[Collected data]
•••••

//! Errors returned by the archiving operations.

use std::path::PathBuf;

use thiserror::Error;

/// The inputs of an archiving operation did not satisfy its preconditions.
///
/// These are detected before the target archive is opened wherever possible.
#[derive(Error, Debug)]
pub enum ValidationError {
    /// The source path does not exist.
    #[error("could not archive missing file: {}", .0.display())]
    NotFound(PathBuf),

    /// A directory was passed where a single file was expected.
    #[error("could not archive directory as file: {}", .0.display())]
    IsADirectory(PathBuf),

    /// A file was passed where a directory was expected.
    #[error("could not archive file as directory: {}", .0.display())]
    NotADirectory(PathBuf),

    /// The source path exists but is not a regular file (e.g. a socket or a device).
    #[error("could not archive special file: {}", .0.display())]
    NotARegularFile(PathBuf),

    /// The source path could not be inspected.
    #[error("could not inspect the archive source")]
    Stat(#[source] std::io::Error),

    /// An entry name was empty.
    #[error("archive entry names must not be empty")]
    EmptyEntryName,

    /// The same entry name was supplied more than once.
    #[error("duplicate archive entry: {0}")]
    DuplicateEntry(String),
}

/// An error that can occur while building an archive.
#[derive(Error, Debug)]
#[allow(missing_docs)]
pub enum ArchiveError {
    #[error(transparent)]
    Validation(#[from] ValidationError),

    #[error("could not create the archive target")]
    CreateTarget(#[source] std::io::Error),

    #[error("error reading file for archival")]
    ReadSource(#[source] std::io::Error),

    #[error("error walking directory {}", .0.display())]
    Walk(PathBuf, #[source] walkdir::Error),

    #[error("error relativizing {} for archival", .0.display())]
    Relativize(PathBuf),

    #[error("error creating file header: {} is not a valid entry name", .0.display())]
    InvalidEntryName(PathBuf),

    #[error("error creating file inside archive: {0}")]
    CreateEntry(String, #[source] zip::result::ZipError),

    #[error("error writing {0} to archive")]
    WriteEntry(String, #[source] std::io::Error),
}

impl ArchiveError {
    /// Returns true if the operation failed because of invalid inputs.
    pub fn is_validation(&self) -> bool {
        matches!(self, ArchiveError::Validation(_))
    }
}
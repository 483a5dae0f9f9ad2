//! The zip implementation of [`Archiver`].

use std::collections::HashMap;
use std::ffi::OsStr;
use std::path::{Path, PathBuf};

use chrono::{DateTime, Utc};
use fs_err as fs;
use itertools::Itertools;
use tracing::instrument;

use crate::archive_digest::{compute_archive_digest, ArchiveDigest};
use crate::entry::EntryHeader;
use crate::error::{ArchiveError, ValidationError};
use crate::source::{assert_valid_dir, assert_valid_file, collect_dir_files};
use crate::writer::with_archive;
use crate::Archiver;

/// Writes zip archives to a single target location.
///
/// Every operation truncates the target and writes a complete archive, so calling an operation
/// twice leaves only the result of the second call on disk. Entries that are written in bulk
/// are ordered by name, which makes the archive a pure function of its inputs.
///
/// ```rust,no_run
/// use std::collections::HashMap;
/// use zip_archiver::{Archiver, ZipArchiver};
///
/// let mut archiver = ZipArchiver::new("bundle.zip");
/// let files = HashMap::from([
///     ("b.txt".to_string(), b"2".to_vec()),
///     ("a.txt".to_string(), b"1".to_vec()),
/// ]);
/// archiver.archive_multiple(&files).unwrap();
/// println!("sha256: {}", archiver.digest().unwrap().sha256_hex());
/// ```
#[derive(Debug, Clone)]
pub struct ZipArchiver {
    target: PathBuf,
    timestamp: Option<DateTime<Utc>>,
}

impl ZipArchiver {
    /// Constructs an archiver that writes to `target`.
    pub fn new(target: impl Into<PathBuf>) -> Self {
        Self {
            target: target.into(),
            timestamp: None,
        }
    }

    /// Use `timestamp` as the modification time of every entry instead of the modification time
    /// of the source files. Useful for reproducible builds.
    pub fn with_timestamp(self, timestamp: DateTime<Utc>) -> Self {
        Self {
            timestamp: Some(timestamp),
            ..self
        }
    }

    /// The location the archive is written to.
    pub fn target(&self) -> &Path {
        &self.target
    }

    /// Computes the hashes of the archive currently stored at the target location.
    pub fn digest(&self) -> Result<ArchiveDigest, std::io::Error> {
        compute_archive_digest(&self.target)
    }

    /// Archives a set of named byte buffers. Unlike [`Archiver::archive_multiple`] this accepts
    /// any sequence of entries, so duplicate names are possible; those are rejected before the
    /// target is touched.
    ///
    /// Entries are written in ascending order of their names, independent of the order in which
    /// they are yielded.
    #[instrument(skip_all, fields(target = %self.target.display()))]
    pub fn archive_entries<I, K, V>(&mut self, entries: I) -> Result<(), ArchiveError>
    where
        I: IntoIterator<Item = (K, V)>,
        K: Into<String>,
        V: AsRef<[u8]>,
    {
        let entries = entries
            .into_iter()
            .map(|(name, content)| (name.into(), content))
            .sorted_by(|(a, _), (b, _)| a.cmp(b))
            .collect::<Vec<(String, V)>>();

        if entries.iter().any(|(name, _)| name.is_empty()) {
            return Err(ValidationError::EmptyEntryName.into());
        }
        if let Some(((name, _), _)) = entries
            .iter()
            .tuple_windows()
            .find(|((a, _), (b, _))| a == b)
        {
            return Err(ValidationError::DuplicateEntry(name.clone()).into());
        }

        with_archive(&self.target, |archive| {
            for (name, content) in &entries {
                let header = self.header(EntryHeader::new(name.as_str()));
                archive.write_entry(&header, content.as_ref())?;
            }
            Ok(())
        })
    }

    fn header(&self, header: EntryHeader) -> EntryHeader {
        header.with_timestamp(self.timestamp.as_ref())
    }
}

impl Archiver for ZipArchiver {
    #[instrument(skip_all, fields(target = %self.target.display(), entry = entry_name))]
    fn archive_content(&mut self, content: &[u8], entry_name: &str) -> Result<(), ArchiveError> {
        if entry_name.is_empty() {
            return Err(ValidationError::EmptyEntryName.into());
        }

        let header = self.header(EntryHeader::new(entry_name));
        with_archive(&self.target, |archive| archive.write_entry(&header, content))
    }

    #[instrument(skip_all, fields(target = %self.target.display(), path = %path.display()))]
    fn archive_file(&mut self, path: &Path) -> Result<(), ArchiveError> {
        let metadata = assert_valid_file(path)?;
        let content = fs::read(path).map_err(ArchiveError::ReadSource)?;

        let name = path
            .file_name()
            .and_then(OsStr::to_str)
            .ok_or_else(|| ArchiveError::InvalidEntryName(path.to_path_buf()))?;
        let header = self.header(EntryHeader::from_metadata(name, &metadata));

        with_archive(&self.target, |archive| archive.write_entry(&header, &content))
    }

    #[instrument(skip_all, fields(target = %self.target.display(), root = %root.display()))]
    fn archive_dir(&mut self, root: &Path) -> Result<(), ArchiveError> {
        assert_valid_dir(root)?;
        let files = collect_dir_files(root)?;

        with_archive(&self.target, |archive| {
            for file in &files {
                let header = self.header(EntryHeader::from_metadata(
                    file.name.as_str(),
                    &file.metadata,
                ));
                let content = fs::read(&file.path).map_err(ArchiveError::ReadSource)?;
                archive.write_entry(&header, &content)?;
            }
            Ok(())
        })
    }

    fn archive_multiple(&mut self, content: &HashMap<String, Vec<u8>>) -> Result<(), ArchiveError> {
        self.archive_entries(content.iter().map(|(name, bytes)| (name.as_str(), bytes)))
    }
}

•••••

▸ **About this exercise**
All of the entries above must be output word for word.

▸ **Output of the task**
//! Errors returned by the archiving operations.

use std::path::PathBuf;

use thiserror::Error;

/// The inputs of an archiving operation did not satisfy its preconditions.
///
/// These are detected before the target archive is opened wherever possible.
#[derive(Error, Debug)]
pub enum ValidationError {
    /// The source path does not exist.
    #[error("could not archive missing file: {}", .0.display())]
    NotFound(PathBuf),

    /// A directory was passed where a single file was expected.
    #[error("could not archive directory as file: {}", .0.display())]
    IsADirectory(PathBuf),

    /// A file was passed where a directory was expected.
    #[error("could not archive file as directory: {}", .0.display())]
    NotADirectory(PathBuf),

    /// The source path exists but is not a regular file (e.g. a socket or a device).
    #[error("could not archive special file: {}", .0.display())]
    NotARegularFile(PathBuf),

    /// The source path could not be inspected.
    #[error("could not inspect the archive source")]
    Stat(#[source] std::io::Error),

    /// An entry name was empty.
    #[error("archive entry names must not be empty")]
    EmptyEntryName,

    /// The same entry name was supplied more than once.
    #[error("duplicate archive entry: {0}")]
    DuplicateEntry(String),
}

/// An error that can occur while building an archive.
#[derive(Error, Debug)]
#[allow(missing_docs)]
pub enum ArchiveError {
    #[error(transparent)]
    Validation(#[from] ValidationError),

    #[error("could not create the archive target")]
    CreateTarget(#[source] std::io::Error),

    #[error("error reading file for archival")]
    ReadSource(#[source] std::io::Error),

    #[error("error walking directory {}", .0.display())]
    Walk(PathBuf, #[source] walkdir::Error),

    #[error("error relativizing {} for archival", .0.display())]
    Relativize(PathBuf),

    #[error("error creating file header: {} is not a valid entry name", .0.display())]
    InvalidEntryName(PathBuf),

    #[error("error creating file inside archive: {0}")]
    CreateEntry(String, #[source] zip::result::ZipError),

    #[error("error writing {0} to archive")]
    WriteEntry(String, #[source] std::io::Error),
}

impl ArchiveError {
    /// Returns true if the operation failed because of invalid inputs.
    pub fn is_validation(&self) -> bool {
        matches!(self, ArchiveError::Validation(_))
    }
}
repository 483a5dae0f9f9ad2
//! The zip implementation of [`Archiver`].

use std::collections::HashMap;
use std::ffi::OsStr;
use std::path::{Path, PathBuf};

use chrono::{DateTime, Utc};
use fs_err as fs;
use itertools::Itertools;
use tracing::instrument;

use crate::archive_digest::{compute_archive_digest, ArchiveDigest};
use crate::entry::EntryHeader;
use crate::error::{ArchiveError, ValidationError};
use crate::source::{assert_valid_dir, assert_valid_file, collect_dir_files};
use crate::writer::with_archive;
use crate::Archiver;

/// Writes zip archives to a single target location.
///
/// Every operation truncates the target and writes a complete archive, so calling an operation
/// twice leaves only the result of the second call on disk. Entries that are written in bulk
/// are ordered by name, which makes the archive a pure function of its inputs.
///
/// ```rust,no_run
/// use std::collections::HashMap;
/// use zip_archiver::{Archiver, ZipArchiver};
///
/// let mut archiver = ZipArchiver::new("bundle.zip");
/// let files = HashMap::from([
///     ("b.txt".to_string(), b"2".to_vec()),
///     ("a.txt".to_string(), b"1".to_vec()),
/// ]);
/// archiver.archive_multiple(&files).unwrap();
/// println!("sha256: {}", archiver.digest().unwrap().sha256_hex());
/// ```
#[derive(Debug, Clone)]
pub struct ZipArchiver {
    target: PathBuf,
    timestamp: Option<DateTime<Utc>>,
}

impl ZipArchiver {
    /// Constructs an archiver that writes to `target`.
    pub fn new(target: impl Into<PathBuf>) -> Self {
        Self {
            target: target.into(),
            timestamp: None,
        }
    }

    /// Use `timestamp` as the modification time of every entry instead of the modification time
    /// of the source files. Useful for reproducible builds.
    pub fn with_timestamp(self, timestamp: DateTime<Utc>) -> Self {
        Self {
            timestamp: Some(timestamp),
            ..self
        }
    }

    /// The location the archive is written to.
    pub fn target(&self) -> &Path {
        &self.target
    }

    /// Computes the hashes of the archive currently stored at the target location.
    pub fn digest(&self) -> Result<ArchiveDigest, std::io::Error> {
        compute_archive_digest(&self.target)
    }

    /// Archives a set of named byte buffers. Unlike [`Archiver::archive_multiple`] this accepts
    /// any sequence of entries, so duplicate names are possible; those are rejected before the
    /// target is touched.
    ///
    /// Entries are written in ascending order of their names, independent of the order in which
    /// they are yielded.
    #[instrument(skip_all, fields(target = %self.target.display()))]
    pub fn archive_entries<I, K, V>(&mut self, entries: I) -> Result<(), ArchiveError>
    where
        I: IntoIterator<Item = (K, V)>,
        K: Into<String>,
        V: AsRef<[u8]>,
    {
        let entries = entries
            .into_iter()
            .map(|(name, content)| (name.into(), content))
            .sorted_by(|(a, _), (b, _)| a.cmp(b))
            .collect::<Vec<(String, V)>>();

        if entries.iter().any(|(name, _)| name.is_empty()) {
            return Err(ValidationError::EmptyEntryName.into());
        }
        if let Some(((name, _), _)) = entries
            .iter()
            .tuple_windows()
            .find(|((a, _), (b, _))| a == b)
        {
            return Err(ValidationError::DuplicateEntry(name.clone()).into());
        }

        with_archive(&self.target, |archive| {
            for (name, content) in &entries {
                let header = self.header(EntryHeader::new(name.as_str()));
                archive.write_entry(&header, content.as_ref())?;
            }
            Ok(())
        })
    }

    fn header(&self, header: EntryHeader) -> EntryHeader {
        header.with_timestamp(self.timestamp.as_ref())
    }
}

impl Archiver for ZipArchiver {
    #[instrument(skip_all, fields(target = %self.target.display(), entry = entry_name))]
    fn archive_content(&mut self, content: &[u8], entry_name: &str) -> Result<(), ArchiveError> {
        if entry_name.is_empty() {
            return Err(ValidationError::EmptyEntryName.into());
        }

        let header = self.header(EntryHeader::new(entry_name));
        with_archive(&self.target, |archive| archive.write_entry(&header, content))
    }

    #[instrument(skip_all, fields(target = %self.target.display(), path = %path.display()))]
    fn archive_file(&mut self, path: &Path) -> Result<(), ArchiveError> {
        let metadata = assert_valid_file(path)?;
        let content = fs::read(path).map_err(ArchiveError::ReadSource)?;

        let name = path
            .file_name()
            .and_then(OsStr::to_str)
            .ok_or_else(|| ArchiveError::InvalidEntryName(path.to_path_buf()))?;
        let header = self.header(EntryHeader::from_metadata(name, &metadata));

        with_archive(&self.target, |archive| archive.write_entry(&header, &content))
    }

    #[instrument(skip_all, fields(target = %self.target.display(), root = %root.display()))]
    fn archive_dir(&mut self, root: &Path) -> Result<(), ArchiveError> {
        assert_valid_dir(root)?;
        let files = collect_dir_files(root)?;

        with_archive(&self.target, |archive| {
            for file in &files {
                let header = self.header(EntryHeader::from_metadata(
                    file.name.as_str(),
                    &file.metadata,
                ));
                let content = fs::read(&file.path).map_err(ArchiveError::ReadSource)?;
                archive.write_entry(&header, &content)?;
            }
            Ok(())
        })
    }

    fn archive_multiple(&mut self, content: &HashMap<String, Vec<u8>>) -> Result<(), ArchiveError> {
        self.archive_entries(content.iter().map(|(name, bytes)| (name.as_str(), bytes)))
    }
}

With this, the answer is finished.